In his response, the A-G said a state commission could not regulate tariff for such consumers, which were mostly industrial and commercial in nature.
This, he said, was based on the interpretation of the amendment to Section 42 (2) first proviso in 2007, whereby the word "may" was substituted by "shall".
Industrial and commercial consumers account for 40 per cent revenue of discoms.
The Forum of Regulators has, however, expressed reservations about the A-G's opinion. In a meeting last week, the representative body of power regulatory commissions warned that most such consumers (1 Mw and above) might face problems if the A-G's view was accepted.
Even if these consumers get cheaper power from an entity other than discoms, they will have to depend on local licensees for unregulated standby supply, which may come at exorbitant rates.
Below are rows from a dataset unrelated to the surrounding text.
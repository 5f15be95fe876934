use std::collections::HashMap;
use std::sync::Mutex;
use std::time::{Duration, Instant};

/// In-memory sliding-log rate limiter keyed by client address.
///
/// Each key keeps the instants of its accepted requests inside the window.
/// Expired entries are pruned on every check, and a key with no entries
/// left is dropped. State is per process.
#[derive(Debug)]
pub struct RateLimiter {
    max_requests: usize,
    window: Duration,
    log: Mutex<HashMap<String, Vec<Instant>>>,
}

impl RateLimiter {
    pub fn new(max_requests: usize, window: Duration) -> Self {
        Self {
            max_requests,
            window,
            log: Mutex::new(HashMap::new()),
        }
    }

    /// Record a request from `client` if it is within the limit.
    pub fn check(&self, client: &str) -> bool {
        self.check_at(client, Instant::now())
    }

    pub fn check_at(&self, client: &str, now: Instant) -> bool {
        let mut log = match self.log.lock() {
            Ok(guard) => guard,
            Err(poisoned) => poisoned.into_inner(),
        };
        log.retain(|_, entries| {
            entries.retain(|t| now.saturating_duration_since(*t) < self.window);
            !entries.is_empty()
        });

        let count = log.get(client).map_or(0, Vec::len);
        if count >= self.max_requests {
            return false;
        }
        log.entry(client.to_string()).or_default().push(now);
        true
    }

    /// Requests still counted against `client`.
    pub fn in_window(&self, client: &str) -> usize {
        self.log
            .lock()
            .map(|log| log.get(client).map_or(0, Vec::len))
            .unwrap_or(0)
    }

    /// Number of clients with requests still inside the window.
    pub fn tracked_clients(&self) -> usize {
        self.log.lock().map(|log| log.len()).unwrap_or(0)
    }
}
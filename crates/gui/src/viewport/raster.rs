//! Software rasterizer backing the viewport.
//!
//! Triangles are depth-tested and shaded with the same ambient + Lambert
//! model the desktop shader used; line entities are drawn on top with
//! alpha blending.

use glam::{Mat4, Vec3, Vec4, Vec4Swizzles};

use super::camera::CameraState;
use super::mesh::{LineMeshData, MeshData};

const AMBIENT: f32 = 0.25;
const DIFFUSE: f32 = 0.75;
/// Clip-space `w` below which geometry counts as behind the eye.
const MIN_W: f32 = 1e-5;

/// RGBA8 color buffer plus a depth buffer.
#[derive(Debug, Clone)]
pub struct RenderSurface {
    width: u32,
    height: u32,
    color: Vec<u8>,
    depth: Vec<f32>,
    frames: u64,
    light_dir: Vec3,
}

impl RenderSurface {
    pub fn new(width: u32, height: u32) -> Self {
        let (width, height) = (width.max(1), height.max(1));
        let n = (width * height) as usize;
        Self {
            width,
            height,
            color: vec![0; n * 4],
            depth: vec![f32::INFINITY; n],
            frames: 0,
            light_dir: Vec3::new(0.3, 0.5, 0.8).normalize(),
        }
    }

    pub fn width(&self) -> u32 {
        self.width
    }

    pub fn height(&self) -> u32 {
        self.height
    }

    /// RGBA8, row-major, top row first.
    pub fn pixels(&self) -> &[u8] {
        &self.color
    }

    pub fn pixel(&self, x: u32, y: u32) -> [u8; 4] {
        let i = (y * self.width + x) as usize * 4;
        [self.color[i], self.color[i + 1], self.color[i + 2], self.color[i + 3]]
    }

    /// Frames completed since creation.
    pub fn frame_count(&self) -> u64 {
        self.frames
    }

    pub fn has_frame(&self) -> bool {
        self.frames > 0
    }

    /// Reallocate when the size changes. Drops the current frame.
    pub fn resize(&mut self, width: u32, height: u32) {
        let (width, height) = (width.max(1), height.max(1));
        if (width, height) == (self.width, self.height) {
            return;
        }
        *self = Self {
            light_dir: self.light_dir,
            ..Self::new(width, height)
        };
    }

    pub fn begin_frame(&mut self, background: [u8; 3]) {
        for px in self.color.chunks_exact_mut(4) {
            px.copy_from_slice(&[background[0], background[1], background[2], 255]);
        }
        self.depth.fill(f32::INFINITY);
    }

    pub fn end_frame(&mut self) {
        self.frames += 1;
    }

    // ── Triangles ────────────────────────────────────────────

    pub fn draw_mesh(&mut self, mesh: &MeshData, camera: &CameraState) {
        let vp = camera.view_projection();
        for tri in mesh.indices.chunks_exact(3) {
            let clip = [
                clip_space(&vp, mesh.position(tri[0])),
                clip_space(&vp, mesh.position(tri[1])),
                clip_space(&vp, mesh.position(tri[2])),
            ];
            if clip.iter().any(|c| c.w <= MIN_W) {
                continue;
            }
            let screen = clip.map(|c| self.to_screen(c));

            let n = mesh.normal(tri[0]).normalize_or_zero();
            let light = AMBIENT + DIFFUSE * n.dot(self.light_dir).max(0.0);
            let c = mesh.color(tri[0]);
            let rgb = [to_u8(c[0] * light), to_u8(c[1] * light), to_u8(c[2] * light)];

            self.fill_triangle(screen, rgb);
        }
    }

    fn fill_triangle(&mut self, [a, b, c]: [Vec3; 3], rgb: [u8; 3]) {
        let area = edge(a, b, c);
        if area.abs() < f32::EPSILON {
            return;
        }
        let min_x = a.x.min(b.x).min(c.x).floor().max(0.0) as i64;
        let max_x = a.x.max(b.x).max(c.x).ceil().min(self.width as f32 - 1.0) as i64;
        let min_y = a.y.min(b.y).min(c.y).floor().max(0.0) as i64;
        let max_y = a.y.max(b.y).max(c.y).ceil().min(self.height as f32 - 1.0) as i64;

        for y in min_y..=max_y {
            for x in min_x..=max_x {
                let p = Vec3::new(x as f32 + 0.5, y as f32 + 0.5, 0.0);
                let w0 = edge(b, c, p) / area;
                let w1 = edge(c, a, p) / area;
                let w2 = edge(a, b, p) / area;
                if w0 < 0.0 || w1 < 0.0 || w2 < 0.0 {
                    continue;
                }
                let z = w0 * a.z + w1 * b.z + w2 * c.z;
                if z < -1.0 || z > 1.0 {
                    continue;
                }
                let i = y as usize * self.width as usize + x as usize;
                if z < self.depth[i] {
                    self.depth[i] = z;
                    self.color[i * 4..i * 4 + 4].copy_from_slice(&[rgb[0], rgb[1], rgb[2], 255]);
                }
            }
        }
    }

    // ── Lines ────────────────────────────────────────────────

    pub fn draw_lines(&mut self, lines: &LineMeshData, camera: &CameraState) {
        let vp = camera.view_projection();
        for (a, b, color) in lines.segments() {
            let (mut ca, mut cb) = (clip_space(&vp, a), clip_space(&vp, b));
            if ca.w <= MIN_W && cb.w <= MIN_W {
                continue;
            }
            // Clip against the eye plane
            if ca.w <= MIN_W {
                ca = cb.lerp(ca, (cb.w - MIN_W) / (cb.w - ca.w));
            } else if cb.w <= MIN_W {
                cb = ca.lerp(cb, (ca.w - MIN_W) / (ca.w - cb.w));
            }
            let (sa, sb) = (self.to_screen(ca), self.to_screen(cb));
            self.draw_segment(sa, sb, color);
        }
    }

    fn draw_segment(&mut self, a: Vec3, b: Vec3, color: [f32; 4]) {
        let d = b - a;
        let steps = d.x.abs().max(d.y.abs()).ceil();
        // Off-screen segments can project to huge coordinates
        if !steps.is_finite() || steps > 8.0 * (self.width + self.height) as f32 {
            return;
        }
        let steps = steps.max(1.0) as u32;
        let alpha = color[3].clamp(0.0, 1.0);
        let src = [color[0], color[1], color[2]].map(|c| c.clamp(0.0, 1.0) * 255.0);

        for s in 0..=steps {
            let p = a + d * (s as f32 / steps as f32);
            if p.x < 0.0 || p.y < 0.0 {
                continue;
            }
            let (x, y) = (p.x as u32, p.y as u32);
            if x >= self.width || y >= self.height {
                continue;
            }
            let i = (y * self.width + x) as usize;
            // Slight bias so edges lying on a face stay visible
            if p.z > self.depth[i] + 1e-4 {
                continue;
            }
            let px = &mut self.color[i * 4..i * 4 + 3];
            for (dst, s) in px.iter_mut().zip(src) {
                *dst = (s * alpha + *dst as f32 * (1.0 - alpha)).round() as u8;
            }
        }
    }

    fn to_screen(&self, clip: Vec4) -> Vec3 {
        let ndc = clip.xyz() / clip.w;
        Vec3::new(
            (ndc.x + 1.0) * 0.5 * self.width as f32,
            (1.0 - ndc.y) * 0.5 * self.height as f32,
            ndc.z,
        )
    }
}

fn clip_space(vp: &Mat4, p: Vec3) -> Vec4 {
    *vp * p.extend(1.0)
}

fn edge(a: Vec3, b: Vec3, p: Vec3) -> f32 {
    (b.x - a.x) * (p.y - a.y) - (b.y - a.y) * (p.x - a.x)
}

fn to_u8(v: f32) -> u8 {
    (v.clamp(0.0, 1.0) * 255.0).round() as u8
}
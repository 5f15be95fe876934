//! Per-frame drawing with cooperative cancellation.

use std::sync::atomic::{AtomicBool, Ordering};
use std::sync::Arc;

use super::camera::CameraState;
use super::raster::RenderSurface;
use crate::scene::{Entity, Scene};

/// Shared cancellation flag. Clones observe the same flag.
#[derive(Debug, Clone, Default)]
pub struct LoopHandle {
    cancelled: Arc<AtomicBool>,
}

impl LoopHandle {
    pub fn cancel(&self) {
        self.cancelled.store(true, Ordering::Release);
    }

    pub fn is_cancelled(&self) -> bool {
        self.cancelled.load(Ordering::Acquire)
    }
}

#[derive(Debug, Clone, Copy, PartialEq, Eq)]
pub enum FrameOutcome {
    Drawn { frame: u64 },
    Cancelled,
}

pub struct RenderLoop {
    handle: LoopHandle,
    surface: RenderSurface,
    background: [u8; 3],
}

impl RenderLoop {
    pub fn new(width: u32, height: u32, background: [u8; 3]) -> Self {
        Self {
            handle: LoopHandle::default(),
            surface: RenderSurface::new(width, height),
            background,
        }
    }

    pub fn handle(&self) -> LoopHandle {
        self.handle.clone()
    }

    pub fn is_running(&self) -> bool {
        !self.handle.is_cancelled()
    }

    pub fn surface(&self) -> &RenderSurface {
        &self.surface
    }

    pub fn background(&self) -> [u8; 3] {
        self.background
    }

    /// Takes effect from the next frame.
    pub fn set_background(&mut self, background: [u8; 3]) {
        self.background = background;
    }

    /// Draw one frame unless the loop has been cancelled.
    pub fn tick(&mut self, scene: &Scene, camera: &CameraState) -> FrameOutcome {
        if self.handle.is_cancelled() {
            return FrameOutcome::Cancelled;
        }

        let projection = camera.projection;
        self.surface.resize(projection.width, projection.height);
        self.surface.begin_frame(self.background);

        // Lines leave the depth buffer untouched, so models drawn after them cover them
        for entity in &scene.entities {
            match entity {
                Entity::Grid(lines) | Entity::Axes(lines) => self.surface.draw_lines(lines, camera),
                Entity::Model { .. } => {}
            }
        }
        for entity in &scene.entities {
            if let Entity::Model { mesh, .. } = entity {
                self.surface.draw_mesh(mesh, camera);
            }
        }

        self.surface.end_frame();
        FrameOutcome::Drawn {
            frame: self.surface.frame_count(),
        }
    }
}
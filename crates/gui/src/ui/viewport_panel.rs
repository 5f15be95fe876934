//! Central viewport: feeds pointer input to the viewer, drives the render
//! loop once per display refresh and shows the last drawn frame.

use egui::{Color32, Pos2, Rect, Sense, TextureHandle, TextureOptions, Ui};

use sketchforge_gui_lib::i18n::t;
use sketchforge_gui_lib::session::Viewer;
use sketchforge_gui_lib::state::AppState;
use sketchforge_gui_lib::viewport::navigation::InputEvent;
use sketchforge_gui_lib::viewport::render_loop::FrameOutcome;

use crate::app::styles::{OVERLAY_FILL, OVERLAY_STROKE};

/// Scroll points per wheel notch
const POINTS_PER_NOTCH: f32 = 50.0;

#[derive(Default)]
pub struct ViewportPanel {
    texture: Option<TextureHandle>,
    /// Frame number currently uploaded to `texture`
    uploaded_frame: Option<u64>,
    hovered: bool,
}

impl ViewportPanel {
    pub fn new() -> Self {
        Self::default()
    }

    pub fn show(&mut self, ui: &mut Ui, state: &mut AppState) {
        let (rect, response) = ui.allocate_exact_size(ui.available_size(), Sense::click_and_drag());
        let ppp = ui.ctx().pixels_per_point();
        let viewer = &mut state.viewer;

        // ── Input ────────────────────────────────────────────
        let size = (
            (rect.width() * ppp).round().max(1.0) as u32,
            (rect.height() * ppp).round().max(1.0) as u32,
        );
        if size != viewer.viewport() {
            viewer.handle_input(InputEvent::Resize {
                width: size.0,
                height: size.1,
            });
        }

        let to_pixels = |pos: Pos2| ((pos.x - rect.min.x) * ppp, (pos.y - rect.min.y) * ppp);
        if response.drag_started_by(egui::PointerButton::Primary) {
            if let Some(pos) = response.interact_pointer_pos() {
                let (x, y) = to_pixels(pos);
                viewer.handle_input(InputEvent::PointerDown { x, y });
            }
        } else if response.dragged_by(egui::PointerButton::Primary) {
            if let Some(pos) = response.interact_pointer_pos() {
                let (x, y) = to_pixels(pos);
                viewer.handle_input(InputEvent::PointerMove { x, y });
            }
        }
        if response.drag_stopped() {
            viewer.handle_input(InputEvent::PointerUp);
        }

        let hovered = ui.rect_contains_pointer(rect);
        if self.hovered && !hovered {
            viewer.handle_input(InputEvent::PointerLeave);
        }
        self.hovered = hovered;

        if hovered {
            let scroll = ui.input(|i| i.raw_scroll_delta.y);
            if scroll != 0.0 {
                // Scrolling up moves the camera closer
                viewer.handle_input(InputEvent::Wheel {
                    notches: -scroll / POINTS_PER_NOTCH,
                });
            }
        }

        // ── Frame ────────────────────────────────────────────
        if let Some(FrameOutcome::Drawn { frame }) = viewer.tick() {
            self.upload(ui.ctx(), viewer, frame);
        }

        let painter = ui.painter_at(rect);
        match (&self.texture, viewer.session()) {
            (Some(texture), Some(_)) => {
                let uv = Rect::from_min_max(Pos2::ZERO, Pos2::new(1.0, 1.0));
                painter.image(texture.id(), rect, uv, Color32::WHITE);
            }
            _ => {
                let [r, g, b] = viewer.settings().background_color;
                painter.rect_filled(rect, 0.0, Color32::from_rgb(r, g, b));
                painter.text(
                    rect.center(),
                    egui::Align2::CENTER_CENTER,
                    t("viewport.empty"),
                    egui::FontId::proportional(16.0),
                    Color32::from_gray(140),
                );
            }
        }

        if viewer.session().is_some() {
            ui.ctx().request_repaint();
        }

        show_overlay(ui, rect, viewer);
    }

    fn upload(&mut self, ctx: &egui::Context, viewer: &Viewer, frame: u64) {
        if self.uploaded_frame == Some(frame) {
            return;
        }
        let Some(session) = viewer.session() else {
            return;
        };
        let surface = session.render_loop().surface();
        let image = egui::ColorImage::from_rgba_unmultiplied(
            [surface.width() as usize, surface.height() as usize],
            surface.pixels(),
        );
        match &mut self.texture {
            Some(texture) => texture.set(image, TextureOptions::LINEAR),
            None => {
                self.texture = Some(ctx.load_texture("viewport_frame", image, TextureOptions::LINEAR));
            }
        }
        self.uploaded_frame = Some(frame);
    }
}

/// Error panel in the top-left corner of the viewport.
fn show_overlay(ui: &mut Ui, rect: Rect, viewer: &mut Viewer) {
    let Some(error) = viewer.overlay() else {
        return;
    };
    let title = t(&format!("overlay.{}", error.kind()));
    let message = error.to_string();

    let mut dismiss = false;
    egui::Area::new(egui::Id::new("viewport_error_overlay"))
        .fixed_pos(rect.left_top() + egui::vec2(12.0, 12.0))
        .order(egui::Order::Foreground)
        .show(ui.ctx(), |ui| {
            egui::Frame::popup(ui.style())
                .fill(OVERLAY_FILL)
                .stroke(egui::Stroke::new(1.0, OVERLAY_STROKE))
                .show(ui, |ui| {
                    ui.set_max_width((rect.width() - 24.0).clamp(120.0, 520.0));
                    ui.colored_label(OVERLAY_STROKE, egui::RichText::new(title).strong());
                    ui.label(message);
                    if ui.small_button(t("overlay.dismiss")).clicked() {
                        dismiss = true;
                    }
                });
        });
    if dismiss {
        viewer.dismiss_overlay();
    }
}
Thus, they will be forced to buy power from local licensees at an arbitrary price dictated by discoms.
Section 49 of the Electricity Act provides that on grant of open access, the agreement between the supplier and the open access consumer (including the price of power) will be mutually decided.
CERC Chairman Pramod Deo, who heads the forum, told Business Standard the objective of the amendment was to remove the expression "elimination of cross-subsidies" and it did not deal with the question of whether open access was mandatory or not.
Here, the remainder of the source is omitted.